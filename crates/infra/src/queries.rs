//! Read side: fetch, list, and content search over quoters.

use tracing::debug;

use quotedesk_core::QuoterId;
use quotedesk_quoting::Quoter;

use crate::error::ServiceError;
use crate::storage::{QuoterFilter, QuoterStore};

pub struct QuoterQueries<S> {
    store: S,
    max_search_elements: usize,
}

impl<S: QuoterStore> QuoterQueries<S> {
    pub fn new(store: S, max_search_elements: usize) -> Self {
        Self {
            store,
            max_search_elements,
        }
    }

    pub async fn get(&self, id: QuoterId) -> Result<Quoter, ServiceError> {
        Ok(self.store.find_quoter(id).await?)
    }

    /// Every quoter, up to the search bound. An empty collection is `NotFound`.
    pub async fn list_all(&self) -> Result<Vec<Quoter>, ServiceError> {
        let quoters = self
            .store
            .find_quoters(QuoterFilter::All, self.max_search_elements)
            .await?;
        if quoters.is_empty() {
            return Err(ServiceError::NotFound);
        }
        Ok(quoters)
    }

    /// Quoters whose name, description, service names or product titles match
    /// `content`.
    ///
    /// The four lookups run concurrently; results are concatenated in that
    /// order and not deduplicated, so a quoter matching twice appears twice.
    /// An empty result is not an error.
    pub async fn search_by_content(&self, content: &str) -> Result<Vec<Quoter>, ServiceError> {
        let limit = self.max_search_elements;
        let (by_name, by_description, by_service, by_product) = tokio::try_join!(
            self.store.find_quoters(QuoterFilter::NameMatches(content.to_string()), limit),
            self.store.find_quoters(QuoterFilter::DescriptionMatches(content.to_string()), limit),
            self.store.find_quoters(QuoterFilter::ServiceNameMatches(content.to_string()), limit),
            self.store.find_quoters(QuoterFilter::ProductTitleMatches(content.to_string()), limit),
        )?;

        debug!(
            content,
            name = by_name.len(),
            description = by_description.len(),
            service = by_service.len(),
            product = by_product.len(),
            "content search matches"
        );

        Ok([by_name, by_description, by_service, by_product].concat())
    }
}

#### What is needed
The entire listing must be repeated without a single change.

#### Solution below
filename crates/infra/src/queries.rs
//! Read side: fetch, list, and content search over quoters.

use tracing::debug;

use quotedesk_core::QuoterId;
use quotedesk_quoting::Quoter;

use crate::error::ServiceError;
use crate::storage::{QuoterFilter, QuoterStore};

pub struct QuoterQueries<S> {
    store: S,
    max_search_elements: usize,
}

impl<S: QuoterStore> QuoterQueries<S> {
    pub fn new(store: S, max_search_elements: usize) -> Self {
        Self {
            store,
            max_search_elements,
        }
    }

    pub async fn get(&self, id: QuoterId) -> Result<Quoter, ServiceError> {
        Ok(self.store.find_quoter(id).await?)
    }

    /// Every quoter, up to the search bound. An empty collection is `NotFound`.
    pub async fn list_all(&self) -> Result<Vec<Quoter>, ServiceError> {
        let quoters = self
            .store
            .find_quoters(QuoterFilter::All, self.max_search_elements)
            .await?;
        if quoters.is_empty() {
            return Err(ServiceError::NotFound);
        }
        Ok(quoters)
    }

    /// Quoters whose name, description, service names or product titles match
    /// `content`.
    ///
    /// The four lookups run concurrently; results are concatenated in that
    /// order and not deduplicated, so a quoter matching twice appears twice.
    /// An empty result is not an error.
    pub async fn search_by_content(&self, content: &str) -> Result<Vec<Quoter>, ServiceError> {
        let limit = self.max_search_elements;
        let (by_name, by_description, by_service, by_product) = tokio::try_join!(
            self.store.find_quoters(QuoterFilter::NameMatches(content.to_string()), limit),
            self.store.find_quoters(QuoterFilter::DescriptionMatches(content.to_string()), limit),
            self.store.find_quoters(QuoterFilter::ServiceNameMatches(content.to_string()), limit),
            self.store.find_quoters(QuoterFilter::ProductTitleMatches(content.to_string()), limit),
        )?;

        debug!(
            content,
            name = by_name.len(),
            description = by_description.len(),
            service = by_service.len(),
            product = by_product.len(),
            "content search matches"
        );

        Ok([by_name, by_description, by_service, by_product].concat())
    }
}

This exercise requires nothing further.